9-5 Organization Culture and the Change Control Function
Organizational culture, as discussed earlier in Chapter 3, represents the “personality” of a given organization, its shared norms and values. Organizational culture can be a very effective control mechanism for an organization, particularly when the norms of a given business’s culture are fully accepted by that organization’s workforce. Very often, however, such norms are not fully accepted, and this can pose a challenge to organizational control. To meet this challenge, an organization may seek to change its culture.

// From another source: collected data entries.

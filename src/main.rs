use anyhow::Result;
use dotenvy::dotenv;
use popcorn::config::Config;
use tracing::{info, warn};
use tracing_subscriber::EnvFilter;

fn init_tracing() {
    let filter = EnvFilter::try_from_default_env()
        .unwrap_or_else(|_| EnvFilter::new("info,tower_http=info"));
    tracing_subscriber::fmt()
        .with_env_filter(filter)
        .with_target(false)
        .compact()
        .init();
}

#[tokio::main]
async fn main() -> Result<()> {
    let env_file = dotenv();
    init_tracing();
    match env_file {
        Ok(path) => info!("Loaded environment from {:?}", path),
        Err(e) => warn!("No .env file loaded ({}) - relying on environment", e),
    }
    let config = Config::from_env()?;
    info!("OMDb endpoint: {}", config.omdb_base_url);
    popcorn::app::run_server(config).await
}
/*
 * Player Module
 *
 * This module defines the Player struct and its movement rules. The player
 * advances exactly one cell per tick in its current direction. Ticks are
 * decoupled from the frame rate with a fixed timestep accumulator whose
 * interval shrinks as the speed ramps up.
 *
 * A step fails when the wrapped target cell is already occupied. That is the
 * only way to lose: the player stops for good and GameOver is broadcast.
 */

use rand::Rng;

use crate::commands::CommandQueue;
use crate::events::{EventBus, EventKind, GameEvent, Key, Messenger};
use crate::grid::{Grid, GridPosition};
use crate::params::GameConfig;
use crate::scene::{NodeId, Scene};
use crate::trail::Trail;

#[derive(Debug, Clone, Copy, PartialEq, Eq, Hash)]
pub enum Direction {
    Up,
    Down,
    Left,
    Right,
}

// Relative turn requested by the player
#[derive(Debug, Clone, Copy, PartialEq, Eq)]
pub enum Turn {
    Left,
    Right,
}

impl Direction {
    pub const ALL: [Direction; 4] = [Direction::Up, Direction::Down, Direction::Left, Direction::Right];

    // Cell offset for one step. Rows grow downwards.
    pub fn delta(self) -> (i32, i32) {
        match self {
            Direction::Up => (0, -1),
            Direction::Down => (0, 1),
            Direction::Left => (-1, 0),
            Direction::Right => (1, 0),
        }
    }

    // Rotate by a quarter turn
    pub fn turned(self, turn: Turn) -> Direction {
        match (turn, self) {
            (Turn::Left, Direction::Up) => Direction::Left,
            (Turn::Left, Direction::Left) => Direction::Down,
            (Turn::Left, Direction::Down) => Direction::Right,
            (Turn::Left, Direction::Right) => Direction::Up,
            (Turn::Right, Direction::Up) => Direction::Right,
            (Turn::Right, Direction::Right) => Direction::Down,
            (Turn::Right, Direction::Down) => Direction::Left,
            (Turn::Right, Direction::Left) => Direction::Up,
        }
    }

    pub fn random<R: Rng + ?Sized>(rng: &mut R) -> Direction {
        Direction::ALL[rng.gen_range(0..Direction::ALL.len())]
    }
}

#[derive(Debug, Clone, Copy, PartialEq, Eq)]
pub enum MotionState {
    Running,
    Stopped,
}

#[derive(Debug)]
pub struct Player {
    direction: Direction,
    position: GridPosition,
    speed: f32,
    max_speed: f32,
    speed_gain: f32,
    max_frame_delta: f32,
    // Seconds accumulated towards the next tick
    accumulator: f32,
    state: MotionState,
    steps: u64,
    trail: Trail,
}

impl Player {
    pub fn new(
        position: GridPosition,
        direction: Direction,
        config: &GameConfig,
        scene: &mut Scene,
    ) -> Self {
        Self {
            direction,
            position,
            speed: config.base_speed,
            max_speed: config.max_speed,
            speed_gain: config.speed_gain,
            max_frame_delta: config.max_frame_delta,
            accumulator: 0.0,
            state: MotionState::Running,
            steps: 0,
            trail: Trail::new(config.trail_length, config.head_radius, scene),
        }
    }

    pub fn position(&self) -> GridPosition {
        self.position
    }

    pub fn direction(&self) -> Direction {
        self.direction
    }

    // Current speed in cells per second
    pub fn speed(&self) -> f32 {
        self.speed
    }

    pub fn state(&self) -> MotionState {
        self.state
    }

    pub fn is_running(&self) -> bool {
        self.state == MotionState::Running
    }

    pub fn steps(&self) -> u64 {
        self.steps
    }

    pub fn trail(&self) -> &Trail {
        &self.trail
    }

    // Node of the head segment, once the player has moved at least once
    pub fn head(&self) -> Option<NodeId> {
        self.trail.head()
    }

    // Latch a turn. It takes effect on the next step.
    pub fn turn(&mut self, turn: Turn) {
        self.direction = self.direction.turned(turn);
        tracing::debug!(?turn, direction = ?self.direction, "turn");
    }

    // Advance one cell. Returns false on collision, after which the player is stopped.
    pub fn step(&mut self, grid: &mut Grid, scene: &mut Scene) -> bool {
        if self.state == MotionState::Stopped {
            return false;
        }

        let (dx, dy) = self.direction.delta();
        let candidate = self.position.offset(dx, dy);

        let Some(next) = grid.try_occupy(candidate) else {
            let blocked = grid.wrap(candidate);
            tracing::debug!(x = blocked.x, y = blocked.y, "collision, game over");
            self.state = MotionState::Stopped;
            return false;
        };

        self.position = next;
        self.trail.advance(next, grid, scene);
        self.steps += 1;
        tracing::trace!(x = next.x, y = next.y, "step");

        true
    }

    // Per-frame update: ramp the speed and run as many fixed ticks as the elapsed time allows.
    // Returns the number of successful steps taken this frame.
    pub fn update(&mut self, dt: f32, grid: &mut Grid, scene: &mut Scene, bus: &mut EventBus) -> usize {
        if self.state == MotionState::Stopped {
            return 0;
        }

        // Skip stalls (window drags, breakpoints) instead of teleporting
        if dt > self.max_frame_delta {
            return 0;
        }

        if self.speed < self.max_speed {
            self.speed = (self.speed + self.speed_gain * dt).min(self.max_speed);
        }

        let fixed_step = 1.0 / self.speed;
        let mut taken = 0;

        self.accumulator += dt;
        while self.accumulator >= fixed_step {
            if !self.step(grid, scene) {
                bus.broadcast(GameEvent::GameOver);
                return taken;
            }
            self.accumulator -= fixed_step;
            taken += 1;
        }

        taken
    }

    // Hand every cell and node back, used when the session is torn down
    pub fn despawn(self, grid: &mut Grid, scene: &mut Scene) {
        self.trail.release(grid, scene);
    }
}

impl Messenger for Player {
    fn interests(&self) -> &'static [EventKind] {
        &[EventKind::KeyReleased]
    }

    fn handle(&mut self, event: &GameEvent, _commands: &mut CommandQueue) {
        if let GameEvent::KeyReleased { key } = event {
            match key {
                Key::Left => self.turn(Turn::Left),
                Key::Right => self.turn(Turn::Right),
                _ => {}
            }
        }
    }
}

#[cfg(test)]
mod tests {
    use super::*;
    use crate::events::deliver;
    use std::collections::HashSet;

    fn config(trail_length: usize) -> GameConfig {
        GameConfig {
            grid_width: 10,
            grid_height: 10,
            trail_length,
            ..GameConfig::default()
        }
    }

    fn spawn(x: i32, y: i32, direction: Direction, trail_length: usize) -> (Player, Grid, Scene) {
        let mut scene = Scene::new();
        let player = Player::new(GridPosition::new(x, y), direction, &config(trail_length), &mut scene);
        (player, Grid::new(10, 10), scene)
    }

    #[test]
    fn turn_tables_are_inverse() {
        for direction in Direction::ALL {
            assert_eq!(direction.turned(Turn::Left).turned(Turn::Right), direction);
            assert_eq!(
                direction.turned(Turn::Left).turned(Turn::Left).turned(Turn::Left).turned(Turn::Left),
                direction
            );
        }
        assert_eq!(Direction::Up.turned(Turn::Left), Direction::Left);
        assert_eq!(Direction::Right.turned(Turn::Left), Direction::Up);
        assert_eq!(Direction::Up.turned(Turn::Right), Direction::Right);
        assert_eq!(Direction::Left.turned(Turn::Right), Direction::Up);
    }

    #[test]
    fn step_moves_and_claims_the_cell() {
        let (mut player, mut grid, mut scene) = spawn(5, 5, Direction::Right, 3);

        assert!(player.step(&mut grid, &mut scene));
        assert_eq!(player.position(), GridPosition::new(6, 5));
        assert!(!grid.is_empty(GridPosition::new(6, 5)));
        assert_eq!(player.trail().head_cell(), Some(GridPosition::new(6, 5)));
    }

    #[test]
    fn wraps_across_the_left_edge() {
        let (mut player, mut grid, mut scene) = spawn(0, 5, Direction::Left, 3);

        assert!(player.step(&mut grid, &mut scene));
        assert_eq!(player.position(), GridPosition::new(9, 5));
    }

    #[test]
    fn wraps_across_the_top_edge() {
        let (mut player, mut grid, mut scene) = spawn(2, 0, Direction::Up, 3);

        assert!(player.step(&mut grid, &mut scene));
        assert_eq!(player.position(), GridPosition::new(2, 9));
    }

    #[test]
    fn reversing_into_the_body_collides() {
        let (mut player, mut grid, mut scene) = spawn(5, 5, Direction::Right, 5);

        assert!(player.step(&mut grid, &mut scene));
        assert!(player.step(&mut grid, &mut scene));
        player.turn(Turn::Left);
        player.turn(Turn::Left);

        assert!(!player.step(&mut grid, &mut scene));
        assert_eq!(player.state(), MotionState::Stopped);
    }

    #[test]
    fn failure_is_terminal() {
        let (mut player, mut grid, mut scene) = spawn(5, 5, Direction::Right, 5);
        grid.set_occupied(GridPosition::new(6, 5), true);

        assert!(!player.step(&mut grid, &mut scene));

        // Even with the way clear the player stays put
        grid.set_occupied(GridPosition::new(6, 5), false);
        let before: Vec<_> = grid.occupied_cells().collect();
        assert!(!player.step(&mut grid, &mut scene));
        assert_eq!(player.position(), GridPosition::new(5, 5));
        assert_eq!(grid.occupied_cells().collect::<Vec<_>>(), before);
    }

    #[test]
    fn occupancy_matches_trail_while_looping() {
        let (mut player, mut grid, mut scene) = spawn(0, 0, Direction::Right, 7);

        // Run a square loop bigger than the trail so the tail keeps clearing the way
        for i in 0..200 {
            if i % 4 == 3 {
                player.turn(Turn::Right);
            }
            assert!(player.step(&mut grid, &mut scene), "step {i} collided");

            let held: HashSet<_> = player.trail().cells().collect();
            let occupied: HashSet<_> = grid.occupied_cells().collect();
            assert_eq!(held, occupied);
        }
    }

    #[test]
    fn update_runs_fixed_ticks() {
        let mut scene = Scene::new();
        let config = GameConfig {
            grid_width: 10,
            grid_height: 10,
            base_speed: 10.0,
            max_speed: 10.0,
            ..GameConfig::default()
        };
        let mut player = Player::new(GridPosition::new(0, 0), Direction::Right, &config, &mut scene);
        let mut grid = Grid::new(10, 10);
        let mut bus = EventBus::new();

        // 0.35 s at 10 cells/s is three ticks with time left over
        assert_eq!(player.update(0.35, &mut grid, &mut scene, &mut bus), 3);
        assert_eq!(player.position(), GridPosition::new(3, 0));

        // The remainder carries into the next frame
        assert_eq!(player.update(0.06, &mut grid, &mut scene, &mut bus), 1);
        assert!(bus.is_empty());
    }

    #[test]
    fn update_skips_stalled_frames() {
        let (mut player, mut grid, mut scene) = spawn(0, 0, Direction::Right, 3);
        let mut bus = EventBus::new();

        assert_eq!(player.update(2.0, &mut grid, &mut scene, &mut bus), 0);
        assert_eq!(player.position(), GridPosition::new(0, 0));
        assert_eq!(player.speed(), GameConfig::default().base_speed);
    }

    #[test]
    fn speed_ramps_to_the_cap() {
        let mut scene = Scene::new();
        let config = GameConfig {
            grid_width: 100,
            grid_height: 100,
            base_speed: 10.0,
            max_speed: 11.0,
            speed_gain: 2.0,
            trail_length: 3,
            ..GameConfig::default()
        };
        let mut player = Player::new(GridPosition::new(0, 0), Direction::Right, &config, &mut scene);
        let mut grid = Grid::new(100, 100);
        let mut bus = EventBus::new();

        player.update(0.25, &mut grid, &mut scene, &mut bus);
        assert!((player.speed() - 10.5).abs() < 1e-5);

        for _ in 0..10 {
            player.update(0.25, &mut grid, &mut scene, &mut bus);
        }
        assert_eq!(player.speed(), 11.0);
    }

    #[test]
    fn update_broadcasts_game_over_once() {
        let (mut player, mut grid, mut scene) = spawn(5, 5, Direction::Right, 3);
        let mut bus = EventBus::new();
        grid.set_occupied(GridPosition::new(6, 5), true);

        player.update(0.5, &mut grid, &mut scene, &mut bus);
        player.update(0.5, &mut grid, &mut scene, &mut bus);

        assert_eq!(bus.pop(), Some(GameEvent::GameOver));
        assert!(bus.pop().is_none());
        assert!(!player.is_running());
    }

    #[test]
    fn key_events_turn_the_player() {
        let (mut player, _grid, _scene) = spawn(5, 5, Direction::Up, 3);
        let mut commands = CommandQueue::new();

        deliver(&GameEvent::KeyReleased { key: Key::Left }, &mut [&mut player], &mut commands);
        assert_eq!(player.direction(), Direction::Left);

        deliver(&GameEvent::KeyReleased { key: Key::Right }, &mut [&mut player], &mut commands);
        deliver(&GameEvent::KeyReleased { key: Key::Right }, &mut [&mut player], &mut commands);
        assert_eq!(player.direction(), Direction::Right);

        deliver(&GameEvent::KeyReleased { key: Key::Other }, &mut [&mut player], &mut commands);
        assert_eq!(player.direction(), Direction::Right);
        assert!(commands.is_empty());
    }
}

9-5a Types of Organizational Culture
If a global business has a strong and accepted cultural norm of employees doing only the highest quality work, it may not be necessary for supervisors to constantly monitor employee’s work quality. As an example, for generations there has been a cultural norm of “highest quality journalism” at the New York Times newspaper.14 In this organizational context, the newspaper’s reporters don’t require close supervision to do great journalistic work—the reporters’ pride in being journalists at arguably the best newspaper in the United States will operate as an automatic kind of internal control mechanism motivating them to do very high-quality work.
Similarly, Google Corporation’s “Don’t Be Evil” motto contributes to the organizational culture by creating an overall norm for ethical behavior at that company. Put another way, there’s social pressure on Google Corporation’s employees to act in an ethical manner, and this social pressure acts as a control system apart from any formal rules and regulations.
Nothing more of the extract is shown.